Tonight is the night before Halloween, the holiday known most for candy and scary movies. The derivation of its name stems from Hallowe’en, and was shortened from the original All Hallows' Even – and in poet speak that means what we call Halloween has been a constant shortening and combining of words to really mean on the eve(ening) before All Saint’s Day. The original naming comes from the Ye Olde English "Eallra Hālgena ǣfen."
In honor of this, tonight's post and accompanying images are a mixture of two of my favorites: Shakespeare and Hitchcock. I do not like scary movies and tend to jump inappropriately when something out of the blue in a comedy strikes me as shocking, but I grew up watching Hitchcock movies. When slumber parties at other kid’s houses included watching the likes of Dirty Dancing, at our house, my friends and I crawled into our sleeping bags and watched black and white Hitchcock movies that scared the crap out of us. And I’m positive we had the better time.

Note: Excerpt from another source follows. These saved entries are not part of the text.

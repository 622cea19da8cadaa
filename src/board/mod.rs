//! Sprint board back-end.
//!
//! ## Overview
//!
//! Teams own projects, projects own sprints and tasks, and tasks move across
//! a kanban board whose columns are the task statuses. Every request is
//! authenticated with a bearer JWT and checked against team membership.
//!
//! ## Module Map
//!
//! ```text
//! ┌──────────┐   HTTP   ┌──────────────────────────────────────────────────┐
//! │  Client  │ ───────> │  server.rs  (Router, TraceLayer, CORS, shutdown) │
//! │  (board) │ <─────── │    └─ api/   (route handlers, ApiError)          │
//! └──────────┘   JSON   │         │ AuthUser extractor  ── auth.rs         │
//!                       │         │                                        │
//!                       │         │ DbHandle::call()                       │
//!                       │         v                                        │
//!                       │  db.rs   (BoardDb: access rules, transactions)   │
//!                       │         │                                        │
//!                       │         ├─ kanban.rs    (drop resolution, guard) │
//!                       │         └─ burndown.rs  (daily remaining points) │
//!                       └──────────────────────────────────────────────────┘
//! ```
//!
//! ## Supporting Modules
//!
//! | Module     | Responsibility                                          |
//! |------------|---------------------------------------------------------|
//! | `models`   | Shared types: `Task`, `Sprint`, patches, view types     |
//! | `clock`    | Canonical RFC 3339 timestamps and date parsing          |
//! | `auth`     | Argon2 password hashes, HS256 tokens, `AuthUser`        |
//!
//! ## Typical Request Flow (drop a card on "In Progress")
//!
//! 1. `POST /api/tasks/{id}/drop` → `api::tasks::drop_task()`
//! 2. `BoardDb::drop_task` loads the project's tasks and active sprint and
//!    asks `kanban::resolve_drop` what the drop means.
//! 3. The resulting patch goes through `kanban::check_move`, is written with
//!    its activity entries in one transaction, and the handler returns the
//!    task plus the assignee candidates when the card has no owner.

pub mod api;
pub mod auth;
pub mod burndown;
pub mod clock;
pub mod db;
pub mod kanban;
pub mod models;
pub mod server;
//! Server and database commands: `sprintboard serve`, `sprintboard init`.

use std::path::{Path, PathBuf};

use anyhow::{Context, Result};
use sprintboard::board::db::BoardDb;
use sprintboard::board::server::{self, ServerConfig};
use sprintboard::config::BoardConfig;

/// CLI flags that win over the file and environment.
pub struct ServeOverrides {
    pub port: Option<u16>,
    pub host: Option<String>,
    pub db_path: Option<PathBuf>,
    pub dev: bool,
}

pub async fn cmd_serve(config_path: &Path, overrides: ServeOverrides) -> Result<()> {
    let board = BoardConfig::resolve(config_path)?;
    for warning in board.validate() {
        tracing::warn!("{}", warning);
    }

    let mut config = ServerConfig::from(&board);
    if let Some(port) = overrides.port {
        config.port = port;
    }
    if let Some(host) = overrides.host {
        config.host = host;
    }
    if let Some(db_path) = overrides.db_path {
        config.db_path = db_path;
    }
    config.dev_mode = overrides.dev;

    server::start_server(config).await
}

pub fn cmd_init(config_path: &Path, db_path: Option<PathBuf>) -> Result<()> {
    let db_path = match db_path {
        Some(path) => path,
        None => BoardConfig::resolve(config_path)?.database.path,
    };
    if let Some(parent) = db_path.parent() {
        std::fs::create_dir_all(parent).context("Failed to create database directory")?;
    }

    let db = BoardDb::new(&db_path)?;
    println!("Board database initialized at {}", db_path.display());
    for (table, count) in db.table_counts()? {
        println!("  {:<14} {}", table, count);
    }
    Ok(())
}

The Birds was hands down my favorite but I sometimes vacillate between it and Psycho. What gets me about The Birds is its quietness, it’s sense of serenity and calm before all hell breaks loose and our usually docile feathered friends start plucking out famers eyes and forcing children to run for their lives as if their A-frame schoolhouse is afire.
While Hitchcock was an imagery genius, Shakespeare, or the guy attributed that name, knew how to write a script to fright. I love this nasty mixture of witches’ stew. The language is rich in everything retched. Whilst I cannot say I endorse the baboon's blood at the end, it does everything to boil and trouble.
Happy Halloween one and all!
The Witches’ Spell
Macbeth : Act IV, Scene 1
by William Shakespeare (1606)
A dark Cave. In the middle, a Caldron boiling. Thunder.
Enter the three Witches.
WITCH 1: Thrice the brinded cat hath mew’d.
WITCH 2: Thrice and once, the hedge-pig whin’d.
WITCH 3: Harpier cries:—’tis time! ’tis time!
WITCH1: Round about the caldron go;
Toad, that under cold stone,
Days and nights has thirty-one;
Swelter’d venom sleeping got,
Boil thou first i’ the charmed pot!
ALL. Double, double toil and trouble;
Fire burn, and caldron bubble.
WITCH2: Fillet of a fenny snake,
In the caldron boil and bake;
Eye of newt, and toe of frog,
Wool of bat, and tongue of dog,
Adder’s fork, and blind-worm’s sting,
For a charm of powerful trouble,
Like a hell-broth boil and bubble.
ALL: Double, double toil and trouble;
Fire burn, and caldron bubble.
WITCH3: Scale of dragon; tooth of wolf;
Witches’ mummy; maw and gulf
Of the ravin’d salt-sea shark;
Root of hemlock digg’d i the dark;
Liver of blaspheming Jew;
Gall of goat, and slips of yew
Sliver’d in the moon’s eclipse;
Nose of Turk, and Tartar’s lips;
Finger of birth-strangled babe
Ditch-deliver’d by a drab,—
Make the gruel thick and slab:
Add thereto a tiger’s chaudron,
For the ingrediants of our caldron.
ALL. Double, double toil and trouble;
Fire burn, and caldron bubble.
WITCH2: Cool it with a baboon’s blood,
Then the charm is firm and good.
1 comment:
I love Hitchcock movies as well - but it's hard to pick a favorite. Perhaps it would be Shadow of a Doubt - another movie where all appears normal in a very typical American family home, until the beloved Uncle Charlie comes home. And then it's only the 16 year old daughter who begins to suspect that something is not quite right.
It stars the great Teresa Wright, the only actress to ever be nominated for Oscars in each of her first three films. Shadow of a Doubt was her fourth.
The Birds is a movie I somehow associate with Oregon, perhaps because the one time I visited Bodega Bay was on a drive up the Pacific Coast highway that led me up the Oregon coast as well and much unexpected (by me at least) beauty.
One thing I like about Psycho is that Hitchcock plays with our expectations. The convention is that the lead character you're introduced to at the beginning is the movie will be the lead character throughout. She may die at the end, but the movie will be to some extent her story. This, is why the shower scene is so scary - the movie is told from Janet Leigh's perspective, so we're identifying with her - but she and we die well before the end of the movie. And then a different but related story starts up.
Scary like real life, where we're all the protagonists of our own movies, but have no real guarantee that we'll survive into the third reel. Instead, we may prematurely shuffle off this mortal coil to find what dreams may come.
Tom Stoppard played with this idea too, in Rosencranz and Guildenstern are Dead. Stoppard gives life to two characters who appear briefly in Hamlet and die offstage in Shakespeare's play.
Before it was All Hallow's Eve, this holiday was Samhain, a Celtic festival - the source of much of the spooky stuff, like costumes and bonfires and probably jack o'lanterns. The ghosts roam tonight.